An accompanying newspaper article quotes Mr Soulio as being cleared of any wrongdoing. There is nothing resembling that statement in the Cox report. Furious past and present employees of CBS contacted me to say the report is a sanitised 'vanilla-soaked whitewash' cover-up, and that their grave complaints about Mr Soulio, and claims about interference from the minister's office have all ended up on the cutting room floor. Employees, including those describing themselves as victims, and who were courageous enough to come forward, tell me they are now dubious and dejected by the process.
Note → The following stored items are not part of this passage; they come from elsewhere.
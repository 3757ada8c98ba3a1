//! Input handling for keyboard and mouse.

use glam::Vec2;
use std::collections::HashSet;

/// Everything the viewer can be asked to do from the keyboard.
#[derive(Debug, Clone, Copy, PartialEq, Eq, Hash)]
pub enum Action {
    MoveForward,
    MoveBackward,
    MoveLeft,
    MoveRight,
    MoveUp,
    MoveDown,
    SpeedUp,
    SlowDown,
    CycleCameraMode,
    LaunchFlight,
    ResetFlight,
    ToggleSplitScreen,
    SwitchViewport,
    Quit,
}

impl Action {
    /// Physical key bound to this action.
    pub fn key(self) -> KeyCode {
        match self {
            Action::MoveForward => KeyCode::KeyW,
            Action::MoveBackward => KeyCode::KeyS,
            Action::MoveLeft => KeyCode::KeyA,
            Action::MoveRight => KeyCode::KeyD,
            Action::MoveUp => KeyCode::KeyE,
            Action::MoveDown => KeyCode::KeyQ,
            Action::SpeedUp => KeyCode::ShiftLeft,
            Action::SlowDown => KeyCode::ControlLeft,
            Action::CycleCameraMode => KeyCode::KeyC,
            Action::LaunchFlight => KeyCode::KeyF,
            Action::ResetFlight => KeyCode::KeyR,
            Action::ToggleSplitScreen => KeyCode::KeyV,
            Action::SwitchViewport => KeyCode::Tab,
            Action::Quit => KeyCode::Escape,
        }
    }
}

/// Manages input state for the current frame.
#[derive(Debug, Default)]
pub struct InputState {
    /// Keys currently held down.
    keys_held: HashSet<KeyCode>,
    /// Keys pressed this frame.
    keys_pressed: HashSet<KeyCode>,

    /// Mouse buttons currently held.
    mouse_held: HashSet<MouseButton>,
    /// Mouse buttons pressed this frame.
    mouse_pressed: HashSet<MouseButton>,

    /// Mouse position in window coordinates.
    mouse_position: Vec2,

    /// Whether right-click camera look is engaged.
    camera_look: bool,
}

impl InputState {
    pub fn new() -> Self {
        Self::default()
    }

    /// Clear per-frame state. Call at the end of each simulated frame.
    pub fn end_frame(&mut self) {
        self.keys_pressed.clear();
        self.mouse_pressed.clear();
    }

    /// Process a keyboard event.
    pub fn process_keyboard(&mut self, key: KeyCode, state: ElementState) {
        match state {
            ElementState::Pressed => {
                // Key repeat arrives as repeated presses; only the first counts as an edge.
                if !self.keys_held.contains(&key) {
                    self.keys_pressed.insert(key);
                }
                self.keys_held.insert(key);
            }
            ElementState::Released => {
                self.keys_held.remove(&key);
            }
        }
    }

    /// Process a mouse button event. Pressing the right button toggles camera look.
    pub fn process_mouse_button(&mut self, button: MouseButton, state: ElementState) {
        match state {
            ElementState::Pressed => {
                if !self.mouse_held.contains(&button) {
                    self.mouse_pressed.insert(button);
                    if button == MouseButton::Right {
                        self.camera_look = !self.camera_look;
                        log::debug!("Camera look {}", if self.camera_look { "on" } else { "off" });
                    }
                }
                self.mouse_held.insert(button);
            }
            ElementState::Released => {
                self.mouse_held.remove(&button);
            }
        }
    }

    /// Process cursor position update.
    pub fn process_cursor_position(&mut self, position: (f64, f64)) {
        self.mouse_position = Vec2::new(position.0 as f32, position.1 as f32);
    }

    // Query methods

    /// Check if a key is currently held.
    pub fn is_key_held(&self, key: KeyCode) -> bool {
        self.keys_held.contains(&key)
    }

    /// Check if a key was pressed this frame.
    pub fn is_key_pressed(&self, key: KeyCode) -> bool {
        self.keys_pressed.contains(&key)
    }

    /// Check if the key bound to an action is held.
    pub fn is_action_held(&self, action: Action) -> bool {
        self.is_key_held(action.key())
    }

    /// Check if the key bound to an action went down this frame.
    pub fn is_action_pressed(&self, action: Action) -> bool {
        self.is_key_pressed(action.key())
    }

    /// Check if a mouse button was pressed this frame.
    pub fn is_mouse_pressed(&self, button: MouseButton) -> bool {
        self.mouse_pressed.contains(&button)
    }

    /// Get the mouse position in window coordinates.
    pub fn mouse_position(&self) -> Vec2 {
        self.mouse_position
    }

    /// Whether pointer motion currently steers the camera.
    pub fn is_camera_look(&self) -> bool {
        self.camera_look
    }

    /// Force camera look on or off (e.g. when focus is lost).
    pub fn set_camera_look(&mut self, active: bool) {
        self.camera_look = active;
    }

    /// Drop all held state. Used when the window loses focus so keys do not stick.
    pub fn release_all(&mut self) {
        self.keys_held.clear();
        self.mouse_held.clear();
    }
}

// Re-export for convenience
pub use winit::event::{ElementState, MouseButton};
pub use winit::keyboard::KeyCode;

#[cfg(test)]
mod tests {
    use super::*;

    #[test]
    fn key_press_is_edge_triggered() {
        let mut input = InputState::new();
        input.process_keyboard(KeyCode::KeyF, ElementState::Pressed);
        assert!(input.is_action_pressed(Action::LaunchFlight));
        input.end_frame();
        // Auto-repeat while held must not re-trigger.
        input.process_keyboard(KeyCode::KeyF, ElementState::Pressed);
        assert!(!input.is_action_pressed(Action::LaunchFlight));
        assert!(input.is_action_held(Action::LaunchFlight));
    }

    #[test]
    fn release_clears_held_state() {
        let mut input = InputState::new();
        input.process_keyboard(KeyCode::KeyW, ElementState::Pressed);
        input.process_keyboard(KeyCode::KeyW, ElementState::Released);
        assert!(!input.is_action_held(Action::MoveForward));
        // A fresh press after release is a new edge.
        input.end_frame();
        input.process_keyboard(KeyCode::KeyW, ElementState::Pressed);
        assert!(input.is_action_pressed(Action::MoveForward));
    }

    #[test]
    fn right_click_toggles_camera_look() {
        let mut input = InputState::new();
        input.process_mouse_button(MouseButton::Right, ElementState::Pressed);
        assert!(input.is_camera_look());
        input.process_mouse_button(MouseButton::Right, ElementState::Released);
        input.process_mouse_button(MouseButton::Right, ElementState::Pressed);
        assert!(!input.is_camera_look());
    }

    #[test]
    fn release_all_drops_held_keys() {
        let mut input = InputState::new();
        input.process_keyboard(KeyCode::KeyE, ElementState::Pressed);
        input.release_all();
        assert!(!input.is_action_held(Action::MoveUp));
    }
}
//! Terrain generation using noise functions.
//!
//! A single square heightfield centred on the origin. Heights come from fractal
//! Perlin noise above a base level, and circular sites (the pads) are pressed
//! flat to that base level with a smooth rim so the pads sit on level ground.
//!
//! All noise is derived from `config.seed`, so the same seed always produces the
//! same terrain.

use glam::{Vec2, Vec3};
use noise::{NoiseFn, Perlin};

use crate::mesh::GeneratedMesh;

/// Derive a deterministic u32 noise seed from a world seed and an offset.
#[inline]
fn deterministic_noise_seed(seed: u64, offset: u64) -> u32 {
    ((seed.wrapping_add(offset))
        .wrapping_mul(0x9e3779b97f4a7c15_u64)
        .wrapping_add(offset.wrapping_mul(0x6c078965_u64))
        >> 32) as u32
}

/// A circle on the XZ plane that is kept at base height.
#[derive(Debug, Clone, Copy, PartialEq)]
pub struct FlatSite {
    pub center: Vec2,
    pub radius: f32,
    /// Width of the ring over which terrain eases back to full height.
    pub blend: f32,
}

impl FlatSite {
    pub fn new(center: Vec3, radius: f32, blend: f32) -> Self {
        Self {
            center: Vec2::new(center.x, center.z),
            radius,
            blend,
        }
    }

    /// 0 inside the site, 1 beyond the blend ring, smooth in between.
    fn influence(&self, x: f32, z: f32) -> f32 {
        let d = Vec2::new(x, z).distance(self.center);
        if d <= self.radius {
            0.0
        } else if self.blend <= 0.0 || d >= self.radius + self.blend {
            1.0
        } else {
            let t = (d - self.radius) / self.blend;
            t * t * (3.0 - 2.0 * t)
        }
    }
}

/// Configuration for terrain generation.
#[derive(Debug, Clone)]
pub struct TerrainConfig {
    /// Side length of the square in world units.
    pub size: f32,
    /// Number of vertices per side.
    pub resolution: u32,
    /// Maximum height above `base_height`.
    pub height_scale: f32,
    /// Noise frequency (lower = smoother).
    pub frequency: f64,
    /// Number of octaves for fractal noise.
    pub octaves: u32,
    /// Lacunarity (frequency multiplier per octave).
    pub lacunarity: f64,
    /// Persistence (amplitude multiplier per octave).
    pub persistence: f64,
    pub seed: u64,
    /// Lowest terrain level; flat sites sit exactly here.
    pub base_height: f32,
    pub flat_sites: Vec<FlatSite>,
    pub low_color: [f32; 4],
    pub high_color: [f32; 4],
}

impl Default for TerrainConfig {
    fn default() -> Self {
        Self {
            size: 240.0,
            resolution: 97,
            height_scale: 12.0,
            frequency: 0.015,
            octaves: 4,
            lacunarity: 2.0,
            persistence: 0.5,
            seed: 0,
            base_height: -1.0,
            flat_sites: Vec::new(),
            low_color: [0.42, 0.38, 0.32, 1.0],
            high_color: [0.62, 0.6, 0.55, 1.0],
        }
    }
}

/// Generated terrain data.
#[derive(Debug)]
pub struct TerrainData {
    pub mesh: GeneratedMesh,
    pub heightmap: Vec<f32>,
    pub config: TerrainConfig,
}

impl TerrainData {
    /// Generate terrain from configuration. Resolution is raised to at least 2.
    pub fn generate(mut config: TerrainConfig) -> Self {
        config.resolution = config.resolution.max(2);
        let perlin = Perlin::new(deterministic_noise_seed(config.seed, 0));

        let res = config.resolution as usize;
        let step = config.size / (config.resolution - 1) as f32;
        let half = config.size / 2.0;

        let mut heightmap = Vec::with_capacity(res * res);
        let mut mesh = GeneratedMesh::new();
        for z in 0..res {
            for x in 0..res {
                let world_x = x as f32 * step - half;
                let world_z = z as f32 * step - half;

                let noise = Self::fractal_noise(&perlin, world_x as f64, world_z as f64, &config) as f32;
                let flatten = config
                    .flat_sites
                    .iter()
                    .map(|site| site.influence(world_x, world_z))
                    .fold(1.0_f32, f32::min);
                let height = config.base_height + noise * config.height_scale * flatten;
                heightmap.push(height);

                let color = lerp_color(config.low_color, config.high_color, noise * flatten);
                mesh.push_vertex(Vec3::new(world_x, height, world_z), Vec3::Y, color);
            }
        }

        for z in 0..(res - 1) {
            for x in 0..(res - 1) {
                let top_left = (z * res + x) as u32;
                let top_right = top_left + 1;
                let bottom_left = ((z + 1) * res + x) as u32;
                let bottom_right = bottom_left + 1;

                mesh.push_triangle(top_left, bottom_left, top_right);
                mesh.push_triangle(top_right, bottom_left, bottom_right);
            }
        }

        Self::calculate_normals(&mut mesh, res);
        log::info!(
            "Generated terrain: {}x{} vertices, {} flat sites",
            res,
            res,
            config.flat_sites.len()
        );

        Self {
            mesh,
            heightmap,
            config,
        }
    }

    /// Sample height at a world position, clamped to the terrain's edge.
    #[cfg(test)]
    fn sample_height(&self, x: f32, z: f32) -> f32 {
        let res = self.config.resolution as usize;
        let half_size = self.config.size / 2.0;
        let step = self.config.size / (self.config.resolution - 1) as f32;

        let gx = ((x + half_size) / step).max(0.0);
        let gz = ((z + half_size) / step).max(0.0);

        let x0 = (gx.floor() as usize).min(res - 2);
        let z0 = (gz.floor() as usize).min(res - 2);

        let fx = (gx - x0 as f32).clamp(0.0, 1.0);
        let fz = (gz - z0 as f32).clamp(0.0, 1.0);

        let h00 = self.heightmap[z0 * res + x0];
        let h10 = self.heightmap[z0 * res + x0 + 1];
        let h01 = self.heightmap[(z0 + 1) * res + x0];
        let h11 = self.heightmap[(z0 + 1) * res + x0 + 1];

        // Interpolate within the same triangle the mesh uses for this cell.
        if fx + fz <= 1.0 {
            h00 + fx * (h10 - h00) + fz * (h01 - h00)
        } else {
            h11 + (1.0 - fx) * (h01 - h11) + (1.0 - fz) * (h10 - h11)
        }
    }

    /// Noise in `[0, 1]`.
    fn fractal_noise(perlin: &Perlin, x: f64, z: f64, config: &TerrainConfig) -> f64 {
        let mut value = 0.0;
        let mut amplitude = 1.0;
        let mut frequency = config.frequency;
        let mut max_value = 0.0;

        for _ in 0..config.octaves.max(1) {
            value += perlin.get([x * frequency, z * frequency]) * amplitude;
            max_value += amplitude;

            amplitude *= config.persistence;
            frequency *= config.lacunarity;
        }

        ((value / max_value + 1.0) * 0.5).clamp(0.0, 1.0)
    }

    fn calculate_normals(mesh: &mut GeneratedMesh, resolution: usize) {
        let mut normals = vec![Vec3::ZERO; mesh.positions.len()];

        for z in 0..(resolution - 1) {
            for x in 0..(resolution - 1) {
                let i0 = z * resolution + x;
                let i1 = i0 + 1;
                let i2 = (z + 1) * resolution + x;
                let i3 = i2 + 1;

                let [v0, v1, v2, v3] = [i0, i1, i2, i3].map(|i| mesh.positions[i]);

                let n1 = (v2 - v0).cross(v1 - v0).normalize_or_zero();
                normals[i0] += n1;
                normals[i2] += n1;
                normals[i1] += n1;

                let n2 = (v2 - v1).cross(v3 - v1).normalize_or_zero();
                normals[i1] += n2;
                normals[i2] += n2;
                normals[i3] += n2;
            }
        }

        for (normal, sum) in mesh.normals.iter_mut().zip(normals) {
            *normal = sum.try_normalize().unwrap_or(Vec3::Y);
        }
    }
}

fn lerp_color(a: [f32; 4], b: [f32; 4], t: f32) -> [f32; 4] {
    let t = t.clamp(0.0, 1.0);
    std::array::from_fn(|i| a[i] + (b[i] - a[i]) * t)
}

#[cfg(test)]
mod tests {
    use super::*;

    fn small(seed: u64) -> TerrainConfig {
        TerrainConfig {
            size: 64.0,
            resolution: 33,
            seed,
            ..Default::default()
        }
    }

    #[test]
    fn terrain_deterministic_same_seed() {
        let a = TerrainData::generate(small(98765));
        let b = TerrainData::generate(small(98765));
        assert_eq!(a.heightmap, b.heightmap);
    }

    #[test]
    fn terrain_different_seed_different_heights() {
        let a = TerrainData::generate(small(11111));
        let b = TerrainData::generate(small(22222));
        assert_ne!(a.heightmap, b.heightmap);
    }

    #[test]
    fn mesh_is_valid_and_faces_up() {
        let terrain = TerrainData::generate(small(5));
        assert!(terrain.mesh.is_valid());
        assert_eq!(terrain.mesh.triangle_count(), 32 * 32 * 2);
        assert!(terrain.mesh.normals.iter().all(|n| n.y > 0.0));
    }

    #[test]
    fn normals_follow_a_sloped_plane() {
        let res = 3;
        let mut mesh = GeneratedMesh::new();
        for z in 0..res {
            for x in 0..res {
                let p = Vec3::new(x as f32, 0.5 * x as f32, z as f32);
                mesh.push_vertex(p, Vec3::ZERO, [1.0; 4]);
            }
        }
        TerrainData::calculate_normals(&mut mesh, res);

        let expected = Vec3::new(-0.5, 1.0, 0.0).normalize();
        for (i, n) in mesh.normals.iter().enumerate() {
            assert!((*n - expected).length() < 1e-5, "vertex {}: {:?}", i, n);
        }
    }

    #[test]
    fn heights_stay_within_range() {
        let config = small(3);
        let terrain = TerrainData::generate(config.clone());
        let top = config.base_height + config.height_scale;
        assert!(terrain
            .heightmap
            .iter()
            .all(|&h| h >= config.base_height && h <= top));
    }

    #[test]
    fn flat_sites_are_level_with_base() {
        let site = FlatSite::new(Vec3::new(10.0, 0.0, -12.0), 5.0, 3.0);
        let config = TerrainConfig {
            flat_sites: vec![site],
            ..small(42)
        };
        let terrain = TerrainData::generate(config.clone());
        for (p, &h) in terrain.mesh.positions.iter().zip(&terrain.heightmap) {
            if Vec2::new(p.x, p.z).distance(site.center) <= site.radius {
                assert_eq!(h, config.base_height);
            }
        }
        assert_eq!(terrain.sample_height(10.0, -12.0), config.base_height);
    }

    #[test]
    fn sample_height_matches_grid_vertices() {
        let terrain = TerrainData::generate(small(9));
        for &i in &[0usize, 17, 33 * 5 + 4, 33 * 33 - 1] {
            let p = terrain.mesh.positions[i];
            assert!((terrain.sample_height(p.x, p.z) - p.y).abs() < 1e-4, "vertex {}", i);
        }
    }
}
impl Renderer {
    pub async fn new(window: Arc<Window>, vsync: bool, glow: &TextureData) -> Result<Self> {
        let size = window.inner_size();

        let instance = wgpu::Instance::new(wgpu::InstanceDescriptor {
            backends: wgpu::Backends::all(),
            ..Default::default()
        });

        let surface = instance.create_surface(window.clone())?;

        let adapter = instance
            .request_adapter(&wgpu::RequestAdapterOptions {
                power_preference: wgpu::PowerPreference::HighPerformance,
                compatible_surface: Some(&surface),
                force_fallback_adapter: false,
            })
            .await
            .ok_or_else(|| anyhow::anyhow!("Failed to find suitable GPU adapter"))?;

        log::info!("Using GPU: {:?}", adapter.get_info().name);

        let (device, queue) = adapter
            .request_device(
                &wgpu::DeviceDescriptor {
                    label: Some("Main Device"),
                    required_features: wgpu::Features::empty(),
                    required_limits: wgpu::Limits::default(),
                    memory_hints: Default::default(),
                },
                None,
            )
            .await?;

        let surface_caps = surface.get_capabilities(&adapter);
        let surface_format = surface_caps
            .formats
            .iter()
            .find(|f| f.is_srgb())
            .copied()
            .or_else(|| surface_caps.formats.first().copied())
            .ok_or_else(|| anyhow::anyhow!("Surface reports no supported formats"))?;

        let present_mode = if vsync {
            wgpu::PresentMode::AutoVsync
        } else {
            wgpu::PresentMode::AutoNoVsync
        };

        let config = wgpu::SurfaceConfiguration {
            usage: wgpu::TextureUsages::RENDER_ATTACHMENT,
            format: surface_format,
            width: size.width.max(1),
            height: size.height.max(1),
            present_mode,
            alpha_mode: surface_caps
                .alpha_modes
                .first()
                .copied()
                .unwrap_or(wgpu::CompositeAlphaMode::Auto),
            view_formats: vec![],
            desired_maximum_frame_latency: 1,
        };
        surface.configure(&device, &config);
        log::info!(
            "Surface configured: {}x{} {:?}, {:?}",
            config.width,
            config.height,
            config.format,
            present_mode
        );

        let scene_layout = create_scene_bind_group_layout(&device);
        let texture_layout = create_texture_bind_group_layout(&device);

        let light_buffer = device.create_buffer_init(&wgpu::util::BufferInitDescriptor {
            label: Some("Light Buffer"),
            contents: bytemuck::cast_slice(&[LightUniform::default()]),
            usage: wgpu::BufferUsages::UNIFORM | wgpu::BufferUsages::COPY_DST,
        });

        let mut camera_buffers = Vec::with_capacity(MAX_VIEWPORTS);
        let mut scene_bind_groups = Vec::with_capacity(MAX_VIEWPORTS);
        for i in 0..MAX_VIEWPORTS {
            let buffer = device.create_buffer_init(&wgpu::util::BufferInitDescriptor {
                label: Some(&format!("Camera Buffer {}", i)),
                contents: bytemuck::cast_slice(&[CameraUniform::new()]),
                usage: wgpu::BufferUsages::UNIFORM | wgpu::BufferUsages::COPY_DST,
            });
            scene_bind_groups.push(device.create_bind_group(&wgpu::BindGroupDescriptor {
                label: Some(&format!("Scene Bind Group {}", i)),
                layout: &scene_layout,
                entries: &[
                    wgpu::BindGroupEntry {
                        binding: 0,
                        resource: buffer.as_entire_binding(),
                    },
                    wgpu::BindGroupEntry {
                        binding: 1,
                        resource: light_buffer.as_entire_binding(),
                    },
                ],
            }));
            camera_buffers.push(buffer);
        }

        let glow_texture = Texture::from_rgba(&device, &queue, glow.width, glow.height, &glow.pixels, "Glow Texture");
        let glow_bind_group = glow_texture.bind_group(&device, &texture_layout, "Glow Bind Group");

        let lit_pipeline = create_lit_pipeline(&device, config.format, &scene_layout);
        let particle_pipeline = create_particle_pipeline(&device, config.format, &scene_layout, &texture_layout);
        let overlay_pipeline = create_overlay_pipeline(&device, config.format);

        let depth_texture = Texture::create_depth_texture(&device, config.width, config.height, "Depth Texture");

        let max_instances = MAX_INSTANCES;
        let instance_buffer = device.create_buffer(&wgpu::BufferDescriptor {
            label: Some("Instance Buffer"),
            size: (max_instances as usize * std::mem::size_of::<InstanceData>()) as u64,
            usage: wgpu::BufferUsages::VERTEX | wgpu::BufferUsages::COPY_DST,
            mapped_at_creation: false,
        });

        Ok(Self {
            surface,
            device,
            queue,
            config,
            size,
            window,
            lit_pipeline,
            particle_pipeline,
            overlay_pipeline,
            camera_buffers,
            scene_bind_groups,
            light_buffer,
            projection: Projection::default(),
            glow_bind_group,
            depth_texture,
            instance_buffer,
            max_instances,
            frame_instance_offset: 0,
        })
    }

    /// Handle window resize. Zero-area sizes are ignored.
    pub fn resize(&mut self, new_size: winit::dpi::PhysicalSize<u32>) {
        if new_size.width > 0 && new_size.height > 0 {
            self.size = new_size;
            self.config.width = new_size.width;
            self.config.height = new_size.height;
            self.surface.configure(&self.device, &self.config);
            self.depth_texture = Texture::create_depth_texture(
                &self.device,
                self.config.width,
                self.config.height,
                "Depth Texture",
            );
        }
    }

    /// Get surface dimensions.
    pub fn dimensions(&self) -> (u32, u32) {
        (self.config.width, self.config.height)
    }

    pub fn device(&self) -> &wgpu::Device {
        &self.device
    }

    /// Copy instances into this frame's region of the instance buffer.
    /// Returns the (first, count) range to draw; excess instances are dropped.
    fn push_instances(&mut self, instances: &[InstanceData]) -> (u32, u32) {
        let offset = self.frame_instance_offset;
        let remaining = self.max_instances.saturating_sub(offset) as usize;
        let count = instances.len().min(remaining);
        if count < instances.len() {
            log::warn!("Instance buffer full, dropping {} instances", instances.len() - count);
        }
        if count == 0 {
            return (offset, 0);
        }
        let byte_offset = (offset as usize * std::mem::size_of::<InstanceData>()) as u64;
        self.queue
            .write_buffer(&self.instance_buffer, byte_offset, bytemuck::cast_slice(&instances[..count]));
        self.frame_instance_offset = offset + count as u32;
        (offset, count as u32)
    }

    fn write_camera(&mut self, index: usize, view: &ViewportView, rect: ViewportRect) {
        self.projection.set_aspect(rect.width, rect.height);
        let mut uniform = CameraUniform::new();
        uniform.update(view.view_matrix(), view.eye, &self.projection);
        self.queue
            .write_buffer(&self.camera_buffers[index], 0, bytemuck::cast_slice(&[uniform]));
    }

    /// Upload uniforms and instances for one viewport.
    fn prepare_viewport(
        &mut self,
        index: usize,
        rect: ViewportRect,
        scene: &SceneContext,
        frame: &FrameOutput,
        view: &ViewportView,
    ) -> ViewportDraw {
        self.write_camera(index, view, rect);

        let mut objects = Vec::with_capacity(scene.objects.len() + 1);
        for (i, object) in scene.objects.iter().enumerate() {
            let (first, count) = self.push_instances(&[InstanceData::from_matrix(
                object.transform.to_matrix(),
                object.color,
            )]);
            objects.push((i, first, count));
        }
        // The vehicle is drawn after the static objects, tagged with their count.
        let (first, count) = self.push_instances(&[InstanceData::from_matrix(frame.vehicle_matrix, [1.0; 4])]);
        objects.push((scene.objects.len(), first, count));

        let particles: Vec<InstanceData> = view
            .particles
            .iter()
            .map(|p| InstanceData::from_matrix(p.transform, [p.intensity; 4]))
            .collect();
        let particles = self.push_instances(&particles);

        ViewportDraw {
            rect,
            objects,
            particles,
        }
    }

    /// Render one frame: every viewport, then the overlay, then present.
    pub fn render(
        &mut self,
        scene: &SceneContext,
        frame: &FrameOutput,
        meshes: &SceneMeshes,
        overlay: &[OverlayVertex],
    ) -> Result<(), RenderError> {
        let output = match self.surface.get_current_texture() {
            Ok(output) => output,
            Err(err @ (wgpu::SurfaceError::Lost | wgpu::SurfaceError::Outdated)) => {
                log::warn!("Surface {:?}, reconfiguring", err);
                self.surface.configure(&self.device, &self.config);
                return Err(RenderError::SurfaceLost);
            }
            Err(err) => return Err(err.into()),
        };
        let view = output.texture.create_view(&wgpu::TextureViewDescriptor::default());

        self.frame_instance_offset = 0;
        self.queue
            .write_buffer(&self.light_buffer, 0, bytemuck::cast_slice(&[LightUniform::from_scene(scene)]));

        let views = &frame.views[..frame.views.len().min(MAX_VIEWPORTS)];
        let rects = viewport_rects(self.config.width, self.config.height, views.len());
        let draws: Vec<ViewportDraw> = views
            .iter()
            .zip(rects)
            .enumerate()
            .map(|(i, (v, rect))| self.prepare_viewport(i, rect, scene, frame, v))
            .collect();

        let mut encoder = self.device.create_command_encoder(&wgpu::CommandEncoderDescriptor {
            label: Some("Render Encoder"),
        });

        {
            let mut pass = encoder.begin_render_pass(&wgpu::RenderPassDescriptor {
                label: Some("Scene Pass"),
                color_attachments: &[Some(wgpu::RenderPassColorAttachment {
                    view: &view,
                    resolve_target: None,
                    ops: wgpu::Operations {
                        load: wgpu::LoadOp::Clear(CLEAR_COLOR),
                        store: wgpu::StoreOp::Store,
                    },
                })],
                depth_stencil_attachment: Some(wgpu::RenderPassDepthStencilAttachment {
                    view: &self.depth_texture.view,
                    depth_ops: Some(wgpu::Operations {
                        load: wgpu::LoadOp::Clear(1.0),
                        store: wgpu::StoreOp::Store,
                    }),
                    stencil_ops: None,
                }),
                timestamp_writes: None,
                occlusion_query_set: None,
            });

            pass.set_vertex_buffer(1, self.instance_buffer.slice(..));
            for (i, draw) in draws.iter().enumerate() {
                let r = draw.rect;
                pass.set_viewport(r.x as f32, r.y as f32, r.width as f32, r.height as f32, 0.0, 1.0);
                pass.set_scissor_rect(r.x, r.y, r.width, r.height);

                pass.set_pipeline(&self.lit_pipeline);
                pass.set_bind_group(0, &self.scene_bind_groups[i], &[]);
                for &(object, first, count) in &draw.objects {
                    let mesh = match scene.objects.get(object) {
                        Some(o) => meshes.mesh_for(o.kind),
                        None => &meshes.vehicle,
                    };
                    draw_mesh(&mut pass, mesh, first, count);
                }

                let (first, count) = draw.particles;
                if count > 0 {
                    pass.set_pipeline(&self.particle_pipeline);
                    pass.set_bind_group(0, &self.scene_bind_groups[i], &[]);
                    pass.set_bind_group(1, &self.glow_bind_group, &[]);
                    draw_mesh(&mut pass, &meshes.particle_quad, first, count);
                }
            }
        }

        self.render_overlay(&mut encoder, &view, overlay);

        self.queue.submit(std::iter::once(encoder.finish()));
        output.present();
        log::trace!("Presented frame with {} instances", self.frame_instance_offset);
        Ok(())
    }

    /// Screen-space overlay drawn over every viewport.
    fn render_overlay(&self, encoder: &mut wgpu::CommandEncoder, view: &wgpu::TextureView, vertices: &[OverlayVertex]) {
        if vertices.is_empty() {
            return;
        }

        let vertex_buffer = self.device.create_buffer_init(&wgpu::util::BufferInitDescriptor {
            label: Some("Overlay Vertex Buffer"),
            contents: bytemuck::cast_slice(vertices),
            usage: wgpu::BufferUsages::VERTEX,
        });

        let mut render_pass = encoder.begin_render_pass(&wgpu::RenderPassDescriptor {
            label: Some("Overlay Pass"),
            color_attachments: &[Some(wgpu::RenderPassColorAttachment {
                view,
                resolve_target: None,
                ops: wgpu::Operations {
                    load: wgpu::LoadOp::Load,
                    store: wgpu::StoreOp::Store,
                },
            })],
            depth_stencil_attachment: None,
            timestamp_writes: None,
            occlusion_query_set: None,
        });

        render_pass.set_pipeline(&self.overlay_pipeline);
        render_pass.set_vertex_buffer(0, vertex_buffer.slice(..));
        render_pass.draw(0..vertices.len() as u32, 0..1);
    }
}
My questions to the ministers are:
1. Just who cleared Mr Soulio of inappropriate conduct, and on what grounds?
2. Can the minister explain why there is no reference to Mr Soulio's behaviour and management style, nor complaints made to Ms Cox by staff about ministerial interference?
3. Have victims who complained of Mr Soulio's alleged poor behaviour been notified of these findings?
4. Was the Cox report vetted by the Attorney-General's Department chief executive, Caroline Mealor, and Minister Michaels before being published, given that Ms Cox gushingly acknowledges their invaluable assistance throughout the process to ensure direction, integrity and rigour?
The Hon. K.J. MAHER (Minister for Aboriginal Affairs, Attorney-General, Minister for Industrial Relations and Public Sector, Special Minister of State) (14:42): I thank the honourable member for his question. I was going to take issue with some of the descriptions that the honourable member used, but I think I can reasonably say that nearly all of the descriptions the honourable member used I don't think are particularly accurate in relation to how I would describe the report or how the report was put together. I think the honourable member may have answered it partly in his question. This was a review into workplace culture. This wasn't an investigation into particular formal complaints. It's that simple.